__Aim of the exercise__
Please write out exactly the lines of the data below from the line holding "filename crates/termfolio-core/src/editor.rs" through the line holding "pub enum Key", and leave out the rest.

__Data for this exercise__
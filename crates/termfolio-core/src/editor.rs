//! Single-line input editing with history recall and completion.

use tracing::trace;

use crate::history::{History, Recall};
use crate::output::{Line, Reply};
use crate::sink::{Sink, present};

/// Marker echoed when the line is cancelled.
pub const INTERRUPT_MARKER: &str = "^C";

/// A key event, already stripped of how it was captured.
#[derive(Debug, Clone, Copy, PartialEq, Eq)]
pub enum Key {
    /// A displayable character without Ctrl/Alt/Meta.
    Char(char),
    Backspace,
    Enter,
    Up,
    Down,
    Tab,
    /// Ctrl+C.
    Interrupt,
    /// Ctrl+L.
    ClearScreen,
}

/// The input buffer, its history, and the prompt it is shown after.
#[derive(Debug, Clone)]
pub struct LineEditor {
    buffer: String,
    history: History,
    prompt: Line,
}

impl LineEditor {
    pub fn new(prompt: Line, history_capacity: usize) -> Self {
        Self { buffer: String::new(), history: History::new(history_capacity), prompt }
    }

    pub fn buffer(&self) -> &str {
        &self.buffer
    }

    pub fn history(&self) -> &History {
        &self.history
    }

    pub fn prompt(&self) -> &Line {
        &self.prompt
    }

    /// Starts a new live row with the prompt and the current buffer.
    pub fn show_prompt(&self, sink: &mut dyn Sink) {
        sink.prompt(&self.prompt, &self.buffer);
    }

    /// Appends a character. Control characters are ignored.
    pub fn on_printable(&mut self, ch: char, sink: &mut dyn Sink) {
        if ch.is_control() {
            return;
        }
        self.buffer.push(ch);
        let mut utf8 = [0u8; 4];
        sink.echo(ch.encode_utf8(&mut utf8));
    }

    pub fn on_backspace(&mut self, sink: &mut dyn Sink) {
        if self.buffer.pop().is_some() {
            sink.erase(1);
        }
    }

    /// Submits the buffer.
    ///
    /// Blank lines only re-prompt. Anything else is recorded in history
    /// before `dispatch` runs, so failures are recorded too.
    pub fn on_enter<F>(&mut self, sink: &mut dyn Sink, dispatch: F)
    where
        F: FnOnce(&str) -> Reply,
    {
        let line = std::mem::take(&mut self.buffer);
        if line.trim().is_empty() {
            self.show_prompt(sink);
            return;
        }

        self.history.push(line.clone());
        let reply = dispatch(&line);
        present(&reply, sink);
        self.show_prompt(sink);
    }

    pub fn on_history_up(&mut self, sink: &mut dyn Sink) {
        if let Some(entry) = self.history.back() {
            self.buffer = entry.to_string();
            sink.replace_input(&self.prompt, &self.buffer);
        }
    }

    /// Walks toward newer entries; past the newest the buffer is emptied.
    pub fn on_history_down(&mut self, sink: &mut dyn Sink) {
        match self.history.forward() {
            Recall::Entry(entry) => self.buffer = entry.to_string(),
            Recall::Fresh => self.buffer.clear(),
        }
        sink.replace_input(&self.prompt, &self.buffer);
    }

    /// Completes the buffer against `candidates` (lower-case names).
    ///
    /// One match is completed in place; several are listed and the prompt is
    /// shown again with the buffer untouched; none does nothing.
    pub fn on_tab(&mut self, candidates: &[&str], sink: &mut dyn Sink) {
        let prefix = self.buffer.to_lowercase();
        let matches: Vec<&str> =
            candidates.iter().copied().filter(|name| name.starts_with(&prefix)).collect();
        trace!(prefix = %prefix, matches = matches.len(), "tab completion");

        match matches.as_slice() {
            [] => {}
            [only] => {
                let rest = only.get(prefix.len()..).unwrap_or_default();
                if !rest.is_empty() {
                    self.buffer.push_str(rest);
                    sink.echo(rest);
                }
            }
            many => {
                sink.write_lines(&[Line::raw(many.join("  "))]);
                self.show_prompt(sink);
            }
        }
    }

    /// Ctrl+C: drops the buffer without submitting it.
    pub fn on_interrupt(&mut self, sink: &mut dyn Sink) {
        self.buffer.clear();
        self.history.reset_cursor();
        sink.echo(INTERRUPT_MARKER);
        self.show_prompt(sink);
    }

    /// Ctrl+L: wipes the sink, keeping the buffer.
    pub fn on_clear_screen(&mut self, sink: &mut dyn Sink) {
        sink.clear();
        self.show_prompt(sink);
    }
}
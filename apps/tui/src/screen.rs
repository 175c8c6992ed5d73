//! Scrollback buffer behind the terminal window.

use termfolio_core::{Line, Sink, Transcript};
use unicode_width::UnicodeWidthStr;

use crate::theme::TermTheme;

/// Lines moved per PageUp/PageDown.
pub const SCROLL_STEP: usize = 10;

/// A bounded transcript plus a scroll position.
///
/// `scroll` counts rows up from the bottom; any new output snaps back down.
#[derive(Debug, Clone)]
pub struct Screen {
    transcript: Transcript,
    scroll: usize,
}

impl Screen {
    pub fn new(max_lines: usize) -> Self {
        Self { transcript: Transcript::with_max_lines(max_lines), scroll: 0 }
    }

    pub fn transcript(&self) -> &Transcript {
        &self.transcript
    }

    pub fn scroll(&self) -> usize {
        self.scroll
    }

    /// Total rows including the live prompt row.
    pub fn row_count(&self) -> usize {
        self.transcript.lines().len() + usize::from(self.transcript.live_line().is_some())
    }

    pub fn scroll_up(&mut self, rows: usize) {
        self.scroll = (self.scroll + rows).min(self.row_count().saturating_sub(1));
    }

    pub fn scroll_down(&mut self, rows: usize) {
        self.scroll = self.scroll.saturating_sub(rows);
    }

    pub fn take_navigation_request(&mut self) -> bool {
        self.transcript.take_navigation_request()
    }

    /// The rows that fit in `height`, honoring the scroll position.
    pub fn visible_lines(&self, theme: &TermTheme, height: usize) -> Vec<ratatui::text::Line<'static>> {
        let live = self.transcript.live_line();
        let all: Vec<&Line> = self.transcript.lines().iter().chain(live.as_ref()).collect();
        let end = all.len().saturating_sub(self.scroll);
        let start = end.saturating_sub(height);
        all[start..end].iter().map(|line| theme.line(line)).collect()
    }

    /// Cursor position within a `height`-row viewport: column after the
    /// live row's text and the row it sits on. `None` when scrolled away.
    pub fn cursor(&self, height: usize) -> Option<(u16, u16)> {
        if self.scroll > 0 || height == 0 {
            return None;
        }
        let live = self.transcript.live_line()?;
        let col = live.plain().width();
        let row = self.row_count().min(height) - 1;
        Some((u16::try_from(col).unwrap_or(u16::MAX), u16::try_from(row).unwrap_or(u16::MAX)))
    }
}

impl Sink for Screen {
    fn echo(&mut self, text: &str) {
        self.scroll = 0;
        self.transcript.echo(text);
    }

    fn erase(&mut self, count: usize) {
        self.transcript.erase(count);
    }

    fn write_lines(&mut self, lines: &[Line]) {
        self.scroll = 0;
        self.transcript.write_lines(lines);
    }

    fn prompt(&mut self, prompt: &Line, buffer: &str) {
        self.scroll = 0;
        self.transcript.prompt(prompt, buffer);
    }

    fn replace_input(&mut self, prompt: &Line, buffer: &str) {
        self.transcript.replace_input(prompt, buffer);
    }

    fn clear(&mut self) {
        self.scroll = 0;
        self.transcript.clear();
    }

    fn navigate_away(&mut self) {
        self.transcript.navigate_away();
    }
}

...

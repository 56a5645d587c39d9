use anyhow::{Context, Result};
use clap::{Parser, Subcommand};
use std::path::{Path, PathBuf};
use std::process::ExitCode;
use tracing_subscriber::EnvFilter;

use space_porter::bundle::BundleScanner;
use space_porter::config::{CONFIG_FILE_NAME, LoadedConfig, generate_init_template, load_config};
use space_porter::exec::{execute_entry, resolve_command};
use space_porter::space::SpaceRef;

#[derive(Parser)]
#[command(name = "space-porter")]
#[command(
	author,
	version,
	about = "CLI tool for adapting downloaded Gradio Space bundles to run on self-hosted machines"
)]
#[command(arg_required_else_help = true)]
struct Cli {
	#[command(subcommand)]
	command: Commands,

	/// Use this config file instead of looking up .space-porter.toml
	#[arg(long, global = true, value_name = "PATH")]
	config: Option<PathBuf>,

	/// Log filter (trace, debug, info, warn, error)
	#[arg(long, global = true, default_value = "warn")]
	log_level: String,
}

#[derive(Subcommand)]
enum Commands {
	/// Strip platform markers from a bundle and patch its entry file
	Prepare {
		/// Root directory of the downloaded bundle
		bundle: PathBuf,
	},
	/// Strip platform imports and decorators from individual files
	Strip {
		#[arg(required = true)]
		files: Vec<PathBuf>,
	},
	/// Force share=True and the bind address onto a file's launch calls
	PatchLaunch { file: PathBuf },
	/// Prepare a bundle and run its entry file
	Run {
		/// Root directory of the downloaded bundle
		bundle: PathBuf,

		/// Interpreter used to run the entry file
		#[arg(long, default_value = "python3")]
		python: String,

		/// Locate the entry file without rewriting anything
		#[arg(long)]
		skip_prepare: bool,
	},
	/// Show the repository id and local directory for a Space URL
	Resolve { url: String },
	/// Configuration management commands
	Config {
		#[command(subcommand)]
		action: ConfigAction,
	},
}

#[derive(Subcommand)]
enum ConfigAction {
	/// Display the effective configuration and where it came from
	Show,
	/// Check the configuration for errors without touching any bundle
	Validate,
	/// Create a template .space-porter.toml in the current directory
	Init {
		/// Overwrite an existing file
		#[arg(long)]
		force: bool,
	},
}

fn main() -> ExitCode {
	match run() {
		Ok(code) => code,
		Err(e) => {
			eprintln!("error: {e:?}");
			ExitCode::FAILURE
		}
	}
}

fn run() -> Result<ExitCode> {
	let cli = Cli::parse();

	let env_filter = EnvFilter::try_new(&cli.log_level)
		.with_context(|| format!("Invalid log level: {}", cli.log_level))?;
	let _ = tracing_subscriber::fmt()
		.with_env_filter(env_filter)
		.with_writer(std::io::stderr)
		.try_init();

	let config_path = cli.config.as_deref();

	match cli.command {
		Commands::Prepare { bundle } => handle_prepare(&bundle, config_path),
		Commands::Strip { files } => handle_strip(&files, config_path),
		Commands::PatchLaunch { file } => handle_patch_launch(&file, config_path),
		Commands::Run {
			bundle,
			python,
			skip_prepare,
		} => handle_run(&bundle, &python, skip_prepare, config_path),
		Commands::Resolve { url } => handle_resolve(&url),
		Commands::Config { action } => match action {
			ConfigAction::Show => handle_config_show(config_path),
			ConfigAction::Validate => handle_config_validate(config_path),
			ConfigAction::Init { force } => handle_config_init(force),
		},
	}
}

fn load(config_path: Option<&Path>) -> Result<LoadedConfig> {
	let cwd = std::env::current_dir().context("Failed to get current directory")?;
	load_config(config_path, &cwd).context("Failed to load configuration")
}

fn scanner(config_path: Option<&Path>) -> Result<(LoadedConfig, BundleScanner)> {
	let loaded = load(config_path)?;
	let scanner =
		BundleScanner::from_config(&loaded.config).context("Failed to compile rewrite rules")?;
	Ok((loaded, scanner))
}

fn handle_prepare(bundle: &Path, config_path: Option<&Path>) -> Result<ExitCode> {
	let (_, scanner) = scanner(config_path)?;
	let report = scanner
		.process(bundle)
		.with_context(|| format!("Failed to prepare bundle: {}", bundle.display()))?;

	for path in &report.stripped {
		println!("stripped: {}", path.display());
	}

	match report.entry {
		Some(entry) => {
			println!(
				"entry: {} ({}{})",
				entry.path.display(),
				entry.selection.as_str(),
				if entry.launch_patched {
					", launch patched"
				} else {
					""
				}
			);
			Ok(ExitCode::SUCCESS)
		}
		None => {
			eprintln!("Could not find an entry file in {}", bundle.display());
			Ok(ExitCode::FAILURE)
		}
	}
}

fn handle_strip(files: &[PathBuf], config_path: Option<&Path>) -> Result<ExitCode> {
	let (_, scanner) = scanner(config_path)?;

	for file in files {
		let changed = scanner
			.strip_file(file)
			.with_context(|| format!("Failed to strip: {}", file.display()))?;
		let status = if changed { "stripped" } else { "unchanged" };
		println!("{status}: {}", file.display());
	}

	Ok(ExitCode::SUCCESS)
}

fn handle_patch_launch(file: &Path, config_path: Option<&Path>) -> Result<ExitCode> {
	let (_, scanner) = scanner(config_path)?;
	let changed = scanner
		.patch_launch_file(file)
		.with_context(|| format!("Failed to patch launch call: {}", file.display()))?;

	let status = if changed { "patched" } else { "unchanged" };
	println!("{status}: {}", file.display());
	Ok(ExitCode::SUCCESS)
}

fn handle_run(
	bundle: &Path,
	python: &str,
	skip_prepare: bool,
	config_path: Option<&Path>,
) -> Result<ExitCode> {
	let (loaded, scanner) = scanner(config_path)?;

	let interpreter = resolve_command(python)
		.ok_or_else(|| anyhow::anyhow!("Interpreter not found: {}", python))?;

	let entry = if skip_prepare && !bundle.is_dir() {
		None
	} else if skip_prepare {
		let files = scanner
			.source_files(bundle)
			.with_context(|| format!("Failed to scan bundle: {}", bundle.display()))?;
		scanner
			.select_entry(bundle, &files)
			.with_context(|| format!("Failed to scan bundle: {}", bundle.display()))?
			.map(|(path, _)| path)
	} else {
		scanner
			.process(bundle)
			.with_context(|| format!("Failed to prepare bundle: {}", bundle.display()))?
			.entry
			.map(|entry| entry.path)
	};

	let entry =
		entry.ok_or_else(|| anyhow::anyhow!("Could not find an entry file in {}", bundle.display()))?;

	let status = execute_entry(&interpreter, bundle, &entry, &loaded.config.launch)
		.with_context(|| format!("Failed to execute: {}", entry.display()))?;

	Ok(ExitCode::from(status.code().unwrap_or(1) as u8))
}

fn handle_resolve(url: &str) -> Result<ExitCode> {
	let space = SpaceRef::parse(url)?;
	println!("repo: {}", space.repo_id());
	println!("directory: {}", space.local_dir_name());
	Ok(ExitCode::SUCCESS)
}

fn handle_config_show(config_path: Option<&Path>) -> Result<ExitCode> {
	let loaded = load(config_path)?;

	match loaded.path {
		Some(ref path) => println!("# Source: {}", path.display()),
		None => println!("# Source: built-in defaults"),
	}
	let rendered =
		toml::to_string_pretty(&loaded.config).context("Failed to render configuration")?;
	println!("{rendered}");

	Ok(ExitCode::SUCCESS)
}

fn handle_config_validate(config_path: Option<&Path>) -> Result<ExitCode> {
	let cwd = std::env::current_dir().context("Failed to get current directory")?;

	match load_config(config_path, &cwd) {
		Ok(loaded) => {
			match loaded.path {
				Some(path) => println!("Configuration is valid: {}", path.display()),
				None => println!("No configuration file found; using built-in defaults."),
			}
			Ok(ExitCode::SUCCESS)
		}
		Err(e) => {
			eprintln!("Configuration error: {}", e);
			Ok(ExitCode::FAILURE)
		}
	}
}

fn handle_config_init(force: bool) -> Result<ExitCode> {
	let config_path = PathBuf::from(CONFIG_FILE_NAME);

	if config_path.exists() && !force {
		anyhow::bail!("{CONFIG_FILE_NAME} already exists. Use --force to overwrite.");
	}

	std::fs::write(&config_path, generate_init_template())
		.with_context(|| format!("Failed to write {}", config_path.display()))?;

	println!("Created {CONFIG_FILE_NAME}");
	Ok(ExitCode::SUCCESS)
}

__Result of the exercise__
filename crates/termfolio-core/src/editor.rs
//! Single-line input editing with history recall and completion.

use tracing::trace;

use crate::history::{History, Recall};
use crate::output::{Line, Reply};
use crate::sink::{Sink, present};

/// Marker echoed when the line is cancelled.
pub const INTERRUPT_MARKER: &str = "^C";

/// A key event, already stripped of how it was captured.
#[derive(Debug, Clone, Copy, PartialEq, Eq)]
pub enum Key {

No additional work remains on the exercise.